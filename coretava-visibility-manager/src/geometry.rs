use serde::{Deserialize, Serialize};

/// Axis-aligned box in CSS pixels, origin top-left.
#[derive(Clone, Copy, Debug, Default, PartialEq, Serialize, Deserialize)]
pub struct Rect {
    pub x: f64,
    pub y: f64,
    pub width: f64,
    pub height: f64,
}

impl Rect {
    pub const fn new(x: f64, y: f64, width: f64, height: f64) -> Self {
        Self {
            x,
            y,
            width,
            height,
        }
    }

    pub fn area(&self) -> f64 {
        self.width.max(0.0) * self.height.max(0.0)
    }

    pub fn intersection(&self, other: &Rect) -> Option<Rect> {
        let left = self.x.max(other.x);
        let top = self.y.max(other.y);
        let right = (self.x + self.width).min(other.x + other.width);
        let bottom = (self.y + self.height).min(other.y + other.height);
        if right <= left || bottom <= top {
            return None;
        }
        Some(Rect::new(left, top, right - left, bottom - top))
    }
}

/// Share of `element`'s area inside `viewport`, in `[0, 1]`. Elements with
/// no area are never visible.
pub fn intersection_ratio(element: &Rect, viewport: &Rect) -> f64 {
    let area = element.area();
    if area <= 0.0 {
        return 0.0;
    }
    let visible = element.intersection(viewport).map_or(0.0, |r| r.area());
    (visible / area).clamp(0.0, 1.0)
}

/// Intersecting means at least `threshold` of the element is on screen.
pub fn is_intersecting(element: &Rect, viewport: &Rect, threshold: f64) -> bool {
    let ratio = intersection_ratio(element, viewport);
    ratio > 0.0 && ratio >= threshold
}

#[cfg(test)]
mod tests {
    use super::*;

    const VIEWPORT: Rect = Rect::new(0.0, 0.0, 1000.0, 800.0);

    #[test]
    fn ratio_of_partially_scrolled_element() {
        let half_below = Rect::new(0.0, 700.0, 1000.0, 200.0);
        assert_eq!(intersection_ratio(&half_below, &VIEWPORT), 0.5);
        assert!(is_intersecting(&half_below, &VIEWPORT, 0.5));

        let mostly_below = Rect::new(0.0, 750.0, 1000.0, 200.0);
        assert_eq!(intersection_ratio(&mostly_below, &VIEWPORT), 0.25);
        assert!(!is_intersecting(&mostly_below, &VIEWPORT, 0.5));
    }

    #[test]
    fn touching_edges_do_not_intersect() {
        let below = Rect::new(0.0, 800.0, 1000.0, 200.0);
        assert_eq!(intersection_ratio(&below, &VIEWPORT), 0.0);
    }

    #[test]
    fn empty_element_is_never_visible() {
        let collapsed = Rect::new(10.0, 10.0, 0.0, 300.0);
        assert_eq!(intersection_ratio(&collapsed, &VIEWPORT), 0.0);
        assert!(!is_intersecting(&collapsed, &VIEWPORT, 0.01));
    }
}
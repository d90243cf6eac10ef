use coretava_core::{ElementId, ObservationHandle};
use coretava_macros::Request;
use std::sync::Arc;

pub type VisibilityCallback<Msg> = Arc<dyn Fn(ObservationHandle, bool) -> Msg + Send + Sync>;

/// Visibility effect requests.
#[derive(Clone, Request)]
pub enum VisibilityRequest<Msg> {
    /// Start observing `element`. One callback is delivered right away with
    /// the current state, then one per threshold crossing.
    Observe {
        handle: ObservationHandle,
        element: ElementId,
        threshold: f64,
        returns: VisibilityCallback<Msg>,
    },
    /// Stop observing; nothing is delivered for `handle` afterwards.
    Release { handle: ObservationHandle },
}

pub fn observe<Msg>(
    handle: ObservationHandle,
    element: ElementId,
    threshold: f64,
    returns: impl Fn(ObservationHandle, bool) -> Msg + Send + Sync + 'static,
) -> VisibilityRequest<Msg> {
    VisibilityRequest::Observe {
        handle,
        element,
        threshold,
        returns: Arc::new(returns),
    }
}

pub fn release<Msg>(handle: ObservationHandle) -> VisibilityRequest<Msg> {
    VisibilityRequest::Release { handle }
}
/// Ordered batch of effect requests returned from `update`.
///
/// The runtime dispatches requests in the order they were pushed, which is
/// what lets a teardown release an observation before the unit stops.
pub struct CoreCmd<Req>(Vec<Req>);

impl<Req> CoreCmd<Req> {
    pub fn none() -> Self {
        CoreCmd(Vec::new())
    }

    pub fn single(req: Req) -> Self {
        CoreCmd(vec![req])
    }

    /// Concatenate several batches, preserving order.
    pub fn batch(cmds: impl IntoIterator<Item = CoreCmd<Req>>) -> Self {
        let mut all = Vec::new();
        for CoreCmd(mut v) in cmds {
            all.append(&mut v);
        }
        CoreCmd(all)
    }

    pub fn push(&mut self, req: Req) {
        self.0.push(req);
    }

    pub fn is_empty(&self) -> bool {
        self.0.is_empty()
    }

    pub fn iter(&self) -> std::slice::Iter<'_, Req> {
        self.0.iter()
    }

    pub fn into_inner(self) -> Vec<Req> {
        self.0
    }
}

**Exercise objective**
Output exactly the lines from the one with "pub fn single(req: Req)" through the final line of the listing above.

**Answer box**
    pub fn single(req: Req) -> Self {
        CoreCmd(vec![req])
    }

    /// Concatenate several batches, preserving order.
    pub fn batch(cmds: impl IntoIterator<Item = CoreCmd<Req>>) -> Self {
        let mut all = Vec::new();
        for CoreCmd(mut v) in cmds {
            all.append(&mut v);
        }
        CoreCmd(all)
    }

    pub fn push(&mut self, req: Req) {
        self.0.push(req);
    }

    pub fn is_empty(&self) -> bool {
        self.0.is_empty()
    }

    pub fn iter(&self) -> std::slice::Iter<'_, Req> {
        self.0.iter()
    }

    pub fn into_inner(self) -> Vec<Req> {
        self.0
    }
}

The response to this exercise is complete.